Why Retro Gaming Will Never Lose It's Appeal

A brief article highlighting why retro games still give enjoyment years later.
March 03, 2014

For a while there it felt like Retro gaming was simply fading away… just another casualty of our fast paced world. With every new system and title released, you could almost feel the weight of the masses forcing your old consoles into boxes and closets to make room for their shiny new counterparts. For a long time I followed the trend, staying up to date with the latest and greatest, but years later I found myself frantically digging out my old systems in search of something from the past. Nostalgia? Perhaps. I’m sure that has something to do with it, or does it?

Most gamers can tell you exactly what game it was that really got them on the hook. My first game was an old Apple IIe title called Tonk In the Land of the Buddy Bots. Some of you may be able to reminisce. You took Tonk around the world avoiding Gork (the main B.A. of the game) and picking up the pieces of the Buddy Bots. You then had to take all the pieces of the Buddy Bots and put them together as a puzzle to finish the game. You could climb ladders, ride vehicles including a raft and a gondola, and enter buildings and caves in search of more pieces. While the premise sounds very simple, how much different was it from the games we play today?

Aside from the leaps and bounds we have made in the graphical aspect of games, what really makes them stand out against the games of yester-year? Halo and Call of Duty can easily be compared against games such as Half-Life, Unreal Tournament, Doom, and of course Goldeneye. The objective stays the same, kill or be killed. Going further back games like tempest and asteroids have influenced a whole slew of games like Rez for the Dreamcast and Geometry Wars for XBLA. Is there really anything new and exciting in terms of gameplay that current games do better than those of the past?
I thought having a child’s input would make me see a little more clearly what it is that makes games so exciting and fun for people so I enlisted my stepson to play some old-school games with me (he’s officially hooked now btw). While he doesn’t play many recent consoles yet, he warmed right up to the instant action of a few arcade games. Nightwarriors, Street Fighter, Sonic the Hedgehog, and Pacman to name a few. Not once did I get a complaint except when I had to literally pry him off the machine for dinner. When trying to play newer games like Ghostbusters, Halo, or even Epic Mickey he seems to lose interest extremely fast.

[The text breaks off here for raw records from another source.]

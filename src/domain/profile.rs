//! GEX Profile
//!
//! Per-request result of the analytics pipeline. Built fresh for every
//! request and never persisted; only its summary IVs reach the history log.

use serde::{Deserialize, Serialize};

use super::chain::PutGammaPolicy;

/// Per-strike exposure record
#[derive(Debug, Clone, PartialEq, Serialize, Deserialize)]
#[serde(rename_all = "camelCase")]
pub struct StrikeRecord {
    pub strike: f64,
    pub call_gex: f64,
    pub put_gex: f64,
    pub net_gex: f64,
    #[serde(rename = "callOI")]
    pub call_oi: u64,
    #[serde(rename = "putOI")]
    pub put_oi: u64,
    #[serde(rename = "totalOI")]
    pub total_oi: u64,
    pub call_vol: u64,
    pub put_vol: u64,
    pub total_vol: u64,
    /// totalVol / totalOI, absent when there is no open interest
    #[serde(rename = "volumeOIRatio")]
    pub volume_oi_ratio: Option<f64>,
    #[serde(rename = "callIV")]
    pub call_iv: Option<f64>,
    #[serde(rename = "putIV")]
    pub put_iv: Option<f64>,
}

/// Gamma exposure profile for one symbol at one spot price
#[derive(Debug, Clone, PartialEq, Serialize, Deserialize)]
#[serde(rename_all = "camelCase")]
pub struct GexProfile {
    pub symbol: String,
    pub spot: f64,
    pub put_gamma_policy: PutGammaPolicy,
    /// Ascending, unique strikes
    pub strikes: Vec<StrikeRecord>,
    /// Running sum of `net_gex`, same length as `strikes`
    pub cumulative: Vec<f64>,
    pub gamma_flip: Option<f64>,
    pub call_wall: Option<f64>,
    pub put_wall: Option<f64>,
    #[serde(rename = "atmIV")]
    pub atm_iv: Option<f64>,
    #[serde(rename = "callWallIV")]
    pub call_wall_iv: Option<f64>,
    #[serde(rename = "putWallIV")]
    pub put_wall_iv: Option<f64>,
    pub expirations: Vec<String>,
}

impl GexProfile {
    pub fn is_empty(&self) -> bool {
        self.strikes.is_empty()
    }

    /// Sum of net exposure over every strike
    pub fn total_net_gex(&self) -> f64 {
        self.strikes.iter().map(|s| s.net_gex).sum()
    }

    /// Look up the record at an exact strike
    pub fn record(&self, strike: f64) -> Option<&StrikeRecord> {
        self.strikes.iter().find(|s| s.strike == strike)
    }

    /// Lowest and highest strike
    pub fn strike_range(&self) -> Option<(f64, f64)> {
        Some((self.strikes.first()?.strike, self.strikes.last()?.strike))
    }

    /// Whether aggregate dealer gamma at spot is positive (dampening regime)
    pub fn is_long_gamma(&self) -> Option<bool> {
        self.gamma_flip.map(|flip| self.spot >= flip)
    }
}

#[cfg(test)]
mod tests {
    use super::*;

    fn record(strike: f64, net: f64) -> StrikeRecord {
        StrikeRecord {
            strike,
            call_gex: net.max(0.0),
            put_gex: net.min(0.0),
            net_gex: net,
            call_oi: 1,
            put_oi: 1,
            total_oi: 2,
            call_vol: 0,
            put_vol: 0,
            total_vol: 0,
            volume_oi_ratio: Some(0.0),
            call_iv: None,
            put_iv: None,
        }
    }

    fn profile() -> GexProfile {
        GexProfile {
            symbol: "SPY".to_string(),
            spot: 102.0,
            put_gamma_policy: PutGammaPolicy::Native,
            strikes: vec![record(100.0, 10.0), record(105.0, -4.0)],
            cumulative: vec![10.0, 6.0],
            gamma_flip: Some(105.0),
            call_wall: Some(100.0),
            put_wall: Some(105.0),
            atm_iv: None,
            call_wall_iv: None,
            put_wall_iv: None,
            expirations: vec!["2024-01-19".to_string()],
        }
    }

    #[test]
    fn test_profile_helpers() {
        let p = profile();
        assert!(!p.is_empty());
        assert_eq!(p.total_net_gex(), 6.0);
        assert_eq!(p.strike_range(), Some((100.0, 105.0)));
        assert_eq!(p.record(105.0).unwrap().net_gex, -4.0);
        assert!(p.record(101.0).is_none());
        assert_eq!(p.is_long_gamma(), Some(false));
    }

    #[test]
    fn test_payload_field_names() {
        let json = serde_json::to_value(profile()).unwrap();
        assert!(json.get("gammaFlip").is_some());
        assert!(json.get("callWall").is_some());
        assert!(json.get("atmIV").is_some());
        assert!(json.get("putWallIV").is_some());
        assert_eq!(json["putGammaPolicy"], "native");

        let strike = &json["strikes"][0];
        assert_eq!(strike["netGex"], 10.0);
        assert_eq!(strike["totalOI"], 2);
        assert!(strike.get("volumeOIRatio").is_some());
        assert!(strike.get("callIV").is_some());
    }
}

Is it the long load times? Maybe it’s the 10 minute cinematics or the hour long tutorial that you have to drag yourself through before you can actually get into some action. It might even be that there is so many controls but still so little to do with all the extra buttons. Either way, he’s come to the conclusion that he’s into the older scene. While I can assure you that this isn’t the case with all kids growing up today, every time he has a birthday party he and all his goons are hogging the arcade all night. The Xbox 360 sits idle in the other room and listens with hateful ears to the sounds of excitement coming from the basement.

I guess what it all boils down to is how much fun you can have with a game. I thought Sonic the Hedgehog was a name destined to be forgotten but now I hear “Isn’t Sonic the coolest!?!” every single night. I remember those same words coming out of my own mouth 20 years ago. I watch Pacman continue his quest on a nightly basis snapping up pellets and high-tailing it away from Blinky and his crew. Frogger makes his way across the busy highway and chickens narrowly avoid getting flattened by semis in Freeway the same way they have for the last 30 or so years. The kids simply eat it up.

In no way am I trying to put past games on a pedestal, I just find it interesting that the same games that rocked the house in the 80′s and 90's still stir up a flurry of thrills all these years later. The games that sucked back then still suck now. It all goes to show that a great game, regardless of age, is still a great game. With collectors out there buying up the rare titles for exorbitant prices, emulation is playing a key role in keeping these games alive and available for a new generation. Places like the Barcade in Philadelphia are still cashing in on gems of the past.

It would seem as though retro games will continue to shine possibly even brighter than the newest of games for years to come. The graphics have become exponentially better and the games have become longer, but all in all the games that worked before are the games that work now. All the great games of the past will continue to live on and I’ve been actively doing my part to keep them alive and well into the next generation. Long live retro.